The era of speculative protein funding may be over. But capital has not withdrawn. It has reoriented.
Total investment in alternative protein companies reached $881 million in 2025, down from $1.1 billion the prior year, according to analysis by the Good Food Institute. The headline number, however, tells only part of the story. Plant-based protein companies raised $450 million, a 39% increase from 2024. Cultivated meat drew just $74 million, a 48% collapse that coincided with the closure of several high-profile ventures. Precision fermentation attracted $357 million, a 43% decline, though analysts note this partly reflects the absence of a handful of outsized rounds that elevated the 2024 total.
The shift signals something larger than a market correction. Investors are no longer backing bold promises. They are backing proof.

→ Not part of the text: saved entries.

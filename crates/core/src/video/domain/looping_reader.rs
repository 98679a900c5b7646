use crate::shared::frame::Frame;
use crate::shared::video_metadata::VideoMetadata;
use crate::shared::video_source::VideoSource;
use crate::video::domain::video_reader::{VideoError, VideoReader};

/// Decorator that turns a finite reader into an endless one.
///
/// At end-of-stream the inner reader is rewound and read again, so the
/// frame following the last one is always frame 0. A source that yields
/// nothing right after a rewind is reported as empty rather than looping
/// forever.
pub struct LoopingReader {
    inner: Box<dyn VideoReader>,
    source: Option<VideoSource>,
    restarts: usize,
}

impl LoopingReader {
    pub fn new(inner: Box<dyn VideoReader>) -> Self {
        Self {
            inner,
            source: None,
            restarts: 0,
        }
    }

    pub fn open(&mut self, source: &VideoSource) -> Result<VideoMetadata, VideoError> {
        let metadata = self.inner.open(source)?;
        self.source = Some(source.clone());
        self.restarts = 0;
        Ok(metadata)
    }

    /// Returns the next frame, restarting playback at end-of-stream.
    pub fn produce_next_frame(&mut self) -> Result<Frame, VideoError> {
        if let Some(frame) = self.inner.next_frame()? {
            return Ok(frame);
        }

        log::info!("End of video. Restarting...");
        self.inner.rewind()?;
        self.restarts += 1;

        self.inner.next_frame()?.ok_or_else(|| {
            VideoError::EmptySource(
                self.source
                    .as_ref()
                    .map(|s| s.to_string())
                    .unwrap_or_default(),
            )
        })
    }

    /// How many times playback has wrapped around.
    pub fn restarts(&self) -> usize {
        self.restarts
    }

    pub fn close(&mut self) {
        self.inner.close();
    }
}
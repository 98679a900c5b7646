pub mod cancellation;
pub mod config;
pub mod constants;
pub mod frame;
pub mod frame_buffer;
pub mod landmark;
pub mod model_resolver;
pub mod video_metadata;
pub mod video_source;
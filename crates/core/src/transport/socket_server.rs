use std::collections::HashMap;
use std::sync::Arc;
use std::time::Duration;

use axum::extract::ws::{Message, WebSocket, WebSocketUpgrade};
use axum::extract::{Query, State};
use axum::http::StatusCode;
use axum::response::{IntoResponse, Response};
use axum::routing::get;
use axum::Router;
use futures_util::{SinkExt, StreamExt};
use tokio::sync::{mpsc, watch};
use tokio::time::Instant;

use crate::publish::connection_tracker::ConnectionTracker;
use crate::shared::constants::SESSION_CHANNEL_CAPACITY;
use crate::transport::engine_io::{self, PROTOCOL_VERSION};
use crate::transport::socket_session::{SessionAction, SocketSession};
use crate::transport::websocket_sink::WebSocketSink;

/// Shared by every connection handler.
#[derive(Clone)]
pub struct SocketServerState {
    pub tracker: ConnectionTracker,
    pub ping_interval: Duration,
    pub ping_timeout: Duration,
    /// Flips to true when the process is shutting down.
    pub shutdown: watch::Receiver<bool>,
}

/// HTTP routes: the Socket.IO endpoint and a health check.
pub fn router(state: SocketServerState) -> Router {
    Router::new()
        .route("/socket.io/", get(socket_io_handler))
        .route("/healthz", get(|| async { "ok" }))
        .with_state(Arc::new(state))
}

async fn socket_io_handler(
    State(state): State<Arc<SocketServerState>>,
    Query(params): Query<HashMap<String, String>>,
    ws: Option<WebSocketUpgrade>,
) -> Response {
    if params.get("EIO").map(String::as_str) != Some(PROTOCOL_VERSION) {
        return (StatusCode::BAD_REQUEST, "unsupported protocol version").into_response();
    }
    if params.get("transport").map(String::as_str) != Some("websocket") {
        return (StatusCode::BAD_REQUEST, "only the websocket transport is supported")
            .into_response();
    }
    let Some(ws) = ws else {
        return (StatusCode::BAD_REQUEST, "expected a WebSocket upgrade").into_response();
    };
    ws.on_upgrade(move |socket| handle_socket(socket, state))
}

async fn handle_socket(socket: WebSocket, state: Arc<SocketServerState>) {
    let mut session = SocketSession::new();
    let (mut ws_tx, mut ws_rx) = socket.split();
    let (outbound_tx, mut outbound_rx) = mpsc::channel::<String>(SESSION_CHANNEL_CAPACITY);
    let mut shutdown = state.shutdown.clone();

    let open = session.open(
        state.ping_interval.as_millis() as u64,
        state.ping_timeout.as_millis() as u64,
    );
    if ws_tx.send(Message::Text(open)).await.is_err() {
        return;
    }

    let mut ping = tokio::time::interval(state.ping_interval);
    // The first tick completes immediately; the first ping is due one
    // interval after the handshake.
    ping.tick().await;
    let mut pong_deadline: Option<Instant> = None;

    loop {
        let actions = tokio::select! {
            incoming = ws_rx.next() => match incoming {
                Some(Ok(Message::Text(text))) => session.on_text(&text),
                Some(Ok(Message::Close(_))) | None => break,
                Some(Ok(_)) => Vec::new(),
                Some(Err(e)) => {
                    log::debug!("WebSocket error for {}: {e}", session.id());
                    break;
                }
            },
            Some(message) = outbound_rx.recv() => {
                if ws_tx.send(Message::Text(message)).await.is_err() {
                    break;
                }
                Vec::new()
            },
            _ = ping.tick() => session.on_ping_tick(),
            _ = pong_wait(pong_deadline) => session.on_pong_timeout(),
            _ = shutdown.changed() => {
                let _ = ws_tx.send(Message::Text(engine_io::disconnect_packet())).await;
                let _ = ws_tx.send(Message::Close(None)).await;
                break;
            },
        };

        if !apply(&actions, &session, &state, &outbound_tx, &mut ws_tx).await {
            break;
        }
        pong_deadline = match (session.is_awaiting_pong(), pong_deadline) {
            (true, None) => Some(Instant::now() + state.ping_timeout),
            (true, deadline) => deadline,
            (false, _) => None,
        };
    }

    for action in session.on_closed() {
        if action == SessionAction::Unsubscribe {
            state.tracker.on_disconnect(session.id());
        }
    }
}

/// Resolves at `deadline`, or never when no pong is outstanding.
async fn pong_wait(deadline: Option<Instant>) {
    match deadline {
        Some(deadline) => tokio::time::sleep_until(deadline).await,
        None => std::future::pending().await,
    }
}

/// Runs `actions` in order. Returns false when the connection should end.
async fn apply<S>(
    actions: &[SessionAction],
    session: &SocketSession,
    state: &SocketServerState,
    outbound_tx: &mpsc::Sender<String>,
    ws_tx: &mut S,
) -> bool
where
    S: futures_util::Sink<Message> + Unpin,
{
    for action in actions {
        match action {
            SessionAction::Reply(text) => {
                if ws_tx.send(Message::Text(text.clone())).await.is_err() {
                    return false;
                }
            }
            SessionAction::Subscribe => {
                let sink = WebSocketSink::new(outbound_tx.clone());
                state.tracker.on_connect(session.id().clone(), Box::new(sink));
            }
            SessionAction::Unsubscribe => state.tracker.on_disconnect(session.id()),
            SessionAction::Close => {
                let _ = ws_tx.send(Message::Close(None)).await;
                return false;
            }
        }
    }
    true
}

The final quarter of 2025 showed clearly where the money is now flowing. At least five deals above $15 million closed, including a $55 million Series D for The EVERY Company, whose precision-fermented egg proteins are already on Walmart shelves nationwide, and a $23.2 million raise by MATR Foods to scale a fungi-fermented meat platform that had sold out every month at its pilot plant. Both companies had moved from research into real commercial production. That transition, analysts say, has become the primary signal investors now look for when evaluating alternative protein opportunities in the US market.
Into early 2026, the fermentation category is already showing renewed momentum. French startup Verley closed a $38 million Series A in February, targeting US food manufacturers with an FDA-cleared fermented whey protein as conventional whey supplies tighten nationally.
Cultivated meat faced the most severe reckoning. Meatable and Believer Meats both shuttered in 2025, while others merged to preserve runway. The path to cost-competitive production at scale remains unresolved, and investors appear unwilling to fund that gap without clearer commercial milestones.
Since 2016, alternative proteins have attracted more than $19.4 billion globally. What has changed is the price of admission, and for cultivated meat in particular, the question of whether that admission is still on offer.